Social consequences of rape are hugely prejudicial to victims of sexual abuse and their families, as people, in general, do not see victims in the right perspective, a study by the Delhi Commission for Protection of Child Rights (DCPCR) has found. It further observed that instead of making the perpetrators responsible for the act, social stigma is attached to victims and their families who are often pushed to the margins of society .
The study by DCPCR, along with the Human Development Society, covered 100 child victims 94 girls and 6 boys, aged between 2 and 18 years of rape cases reported in 2017-18. It was released earlier this month.
It also highlighted rape as the most important factor among victims for dropping out of school. The principal reason is related to the incident of rape, as 33% (the highest of all) cite legal procedure, social stigma, safety and health concerns following rape as reasons for dropping out of studies.
While 14% each noted financial crisis and lack of interest in study as the reason; 10% children dropped out due to the need of special schools; 7% did so due to illness of parents and families responsibilities. The sample also has 10% victims who are either living with accused or are planning to marry the culprit, the study said.
It added that rape victims, mostly girls, suffer from different types of illness, like lower abdominal pain, anaemia or weakness, for which 81% of the parents are unable to meet healthcare challenges of their children due to lack of money .

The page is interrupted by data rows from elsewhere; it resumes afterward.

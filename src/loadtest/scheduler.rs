//! Thread-group scheduling on the ramp-up timeline.
//!
//! [`Scheduler::run`] spawns one virtual user task per thread on a
//! [`TaskTracker`]. Within a group, thread `i` of `N` starts at
//! `ramp_up * i / N` after the group starts. Groups start together unless
//! the plan serializes them, in which case each group starts when the
//! previous one has fully finished.

use std::sync::Arc;
use std::time::Duration;

use tokio_util::sync::CancellationToken;
use tokio_util::task::TaskTracker;

use crate::loadtest::executor::RequestExecutor;
use crate::loadtest::plan::{Controller, ControllerKind, TestPlan};
use crate::loadtest::settings::RunSettings;
use crate::loadtest::sink::SinkHandle;
use crate::loadtest::vu::{vu_loop, ActiveVuCounter, VirtualUser};

/// Start offsets for `threads` threads spread evenly over `ramp_up`.
///
/// Offsets are non-decreasing, the first is zero and all lie in
/// `[0, ramp_up)` when `ramp_up` is non-zero.
pub fn start_offsets(threads: u32, ramp_up: Duration) -> Vec<Duration> {
    if threads == 0 {
        return Vec::new();
    }
    let ramp_nanos = ramp_up.as_nanos();
    (0..threads)
        .map(|i| {
            let nanos = ramp_nanos * u128::from(i) / u128::from(threads);
            Duration::from_nanos(u64::try_from(nanos).unwrap_or(u64::MAX))
        })
        .collect()
}

/// Number of step-sequence invocations per thread: `loops`, plus one when
/// `run_first` is set. `None` for an infinite loop.
pub fn iterations(controller: &Controller) -> Option<u64> {
    match controller.kind {
        ControllerKind::Loop {
            infinite: true, ..
        } => None,
        ControllerKind::Loop {
            loops, run_first, ..
        } => Some(u64::from(loops) + u64::from(run_first)),
    }
}

/// Spawns and drives the virtual users of a plan.
pub struct Scheduler {
    plan: Arc<TestPlan>,
    executor: RequestExecutor,
}

impl Scheduler {
    pub fn new(plan: Arc<TestPlan>, settings: &RunSettings) -> Self {
        Self {
            plan,
            executor: RequestExecutor::new(settings.timeout),
        }
    }

    /// Run every thread group to completion or until `cancel` fires.
    ///
    /// Consumes `sink`; once this returns, every handle clone has been
    /// dropped and the sink writer can finish.
    pub async fn run(&self, sink: SinkHandle, cancel: CancellationToken, all_active: ActiveVuCounter) {
        if self.plan.serialize_thread_groups {
            for group_index in 0..self.plan.thread_groups.len() {
                if cancel.is_cancelled() {
                    break;
                }
                let tracker = TaskTracker::new();
                self.spawn_group(&tracker, group_index, &sink, &cancel, &all_active);
                tracker.close();
                tracker.wait().await;
            }
        } else {
            let tracker = TaskTracker::new();
            for group_index in 0..self.plan.thread_groups.len() {
                self.spawn_group(&tracker, group_index, &sink, &cancel, &all_active);
            }
            tracker.close();
            tracker.wait().await;
        }
    }

    fn spawn_group(
        &self,
        tracker: &TaskTracker,
        group_index: usize,
        sink: &SinkHandle,
        cancel: &CancellationToken,
        all_active: &ActiveVuCounter,
    ) {
        let group = &self.plan.thread_groups[group_index];
        let offsets = start_offsets(group.threads, Duration::from_secs(group.ramp_up_secs));
        let group_active = ActiveVuCounter::new();

        tracing::info!(
            group = %group.name,
            threads = group.threads,
            ramp_up_secs = group.ramp_up_secs,
            iterations = ?iterations(&group.controller),
            "starting thread group"
        );

        for (thread_index, start_offset) in (0u32..).zip(offsets) {
            tracker.spawn(vu_loop(VirtualUser {
                plan: self.plan.clone(),
                group_index,
                thread_index,
                start_offset,
                executor: self.executor.clone(),
                sink: sink.clone(),
                cancel: cancel.clone(),
                group_active: group_active.clone(),
                all_active: all_active.clone(),
            }));
        }
    }
}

The challenge for 24% parents is rooted in their inability to spend long time for treatment… as it adversely affects their work as wage labour and work-related commitments… There are 14% parents whose inability to discuss health issues of child with doctors due to social stigma act as an obstruction to fulfilling health needs, it states.
It added that 57% families of child victims face challenges to their livelihood following the incidence of rape: … livelihood challenges are being faced by 56% families of girls victims and 67% families of victims who are boys.